# [Exercise prompt]
Find and copy each line in the material below where the string "BTreeSet" occurs.

# # # #

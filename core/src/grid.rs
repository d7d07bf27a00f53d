use core::fmt;
use core::ops::{Index, IndexMut};
use std::collections::BTreeSet;

use ndarray::Array2;
use serde::{Deserialize, Serialize};

use crate::*;

/// A rows x cols matrix of cells together with the set of mine locations.
///
/// A grid is built once per round. Its mine layout and adjacency counts never change afterwards, only the
/// revealed/flagged state of its cells does, and that only through the board engine.
#[derive(Clone, Debug, PartialEq, Serialize, Deserialize)]
pub struct Grid {
    cells: Array2<Cell>,
    mine_locations: BTreeSet<Coord2>,
    pub(crate) revealed_safe_count: CellCount,
    pub(crate) flag_count: CellCount,
}

impl Grid {
    /// Lays out mines at already validated, in-bounds coordinates and computes every adjacency count.
    pub(crate) fn with_mines(size: Coord2, mine_locations: BTreeSet<Coord2>) -> Self {
        let mut cells = Array2::from_shape_fn(nd_index(size), |(row, col)| {
            Cell::new((row as Coord, col as Coord))
        });

        for &coords in &mine_locations {
            cells[nd_index(coords)].is_mine = true;
        }

        for cell in cells.iter_mut() {
            cell.adjacent_mine_count = neighbors(cell.coords(), size)
                .filter(|pos| mine_locations.contains(pos))
                .count() as u8;
        }

        Self {
            cells,
            mine_locations,
            revealed_safe_count: 0,
            flag_count: 0,
        }
    }

    /// Builds a grid with mines at exactly the given coordinates, duplicates are merged.
    ///
    /// Unlike [`board::build`] this accepts boards with no mines at all, which is handy for replays and tests.
    pub fn from_mine_coords(size: Coord2, mine_coords: &[Coord2]) -> Result<Self> {
        if size.0 == 0 || size.1 == 0 {
            return Err(GameError::InvalidConfiguration {
                rows: size.0,
                cols: size.1,
                mines: mine_coords.len().try_into().unwrap_or(CellCount::MAX),
            });
        }

        let mut mine_locations = BTreeSet::new();
        for &coords in mine_coords {
            if !in_bounds(coords, size) {
                return Err(GameError::OutOfBounds(coords));
            }
            mine_locations.insert(coords);
        }

        Ok(Self::with_mines(size, mine_locations))
    }

    pub fn size(&self) -> Coord2 {
        let dim = self.cells.dim();
        (dim.0 as Coord, dim.1 as Coord)
    }

    pub fn rows(&self) -> Coord {
        self.size().0
    }

    pub fn cols(&self) -> Coord {
        self.size().1
    }

    pub fn total_cells(&self) -> CellCount {
        area(self.rows(), self.cols())
    }

    pub fn mine_count(&self) -> CellCount {
        self.mine_locations.len() as CellCount
    }

    pub fn safe_cell_count(&self) -> CellCount {
        self.total_cells() - self.mine_count()
    }

    pub fn mine_locations(&self) -> impl Iterator<Item = Coord2> + '_ {
        self.mine_locations.iter().copied()
    }

    pub fn contains_mine(&self, coords: Coord2) -> bool {
        self.mine_locations.contains(&coords)
    }

    /// Safe cells revealed so far.
    pub fn revealed_safe_count(&self) -> CellCount {
        self.revealed_safe_count
    }

    pub fn flag_count(&self) -> CellCount {
        self.flag_count
    }

    pub fn validate_coords(&self, coords: Coord2) -> Result<Coord2> {
        if in_bounds(coords, self.size()) {
            Ok(coords)
        } else {
            Err(GameError::OutOfBounds(coords))
        }
    }

    pub fn cell_at(&self, coords: Coord2) -> Result<&Cell> {
        let coords = self.validate_coords(coords)?;
        Ok(&self[coords])
    }

    /// All cells in row-major order.
    pub fn cells(&self) -> impl Iterator<Item = &Cell> {
        self.cells.iter()
    }

    /// Coordinates of the in-bounds neighbors of `coords`, which is assumed to be in bounds itself.
    pub fn iter_neighbors(&self, coords: Coord2) -> Neighbors {
        neighbors(coords, self.size())
    }

    /// The up-to-8 existing neighbors of a cell, in row-major offset order.
    pub fn neighbor_cells(&self, coords: Coord2) -> Result<impl Iterator<Item = &Cell> + '_> {
        let coords = self.validate_coords(coords)?;
        Ok(self.iter_neighbors(coords).map(move |pos| &self[pos]))
    }
}

impl Index<Coord2> for Grid {
    type Output = Cell;

    fn index(&self, coords: Coord2) -> &Self::Output {
        &self.cells[nd_index(coords)]
    }
}

impl IndexMut<Coord2> for Grid {
    fn index_mut(&mut self, coords: Coord2) -> &mut Self::Output {
        &mut self.cells[nd_index(coords)]
    }
}

impl fmt::Display for Grid {
    fn fmt(&self, f: &mut fmt::Formatter<'_>) -> fmt::Result {
        for row in self.cells.rows() {
            for cell in row {
                write!(f, "{}", cell.view())?;
            }
            writeln!(f)?;
        }
        Ok(())
    }
}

# # # #

# [Expected answer]
use std::collections::BTreeSet;
    mine_locations: BTreeSet<Coord2>,
    pub(crate) fn with_mines(size: Coord2, mine_locations: BTreeSet<Coord2>) -> Self {
        let mut mine_locations = BTreeSet::new();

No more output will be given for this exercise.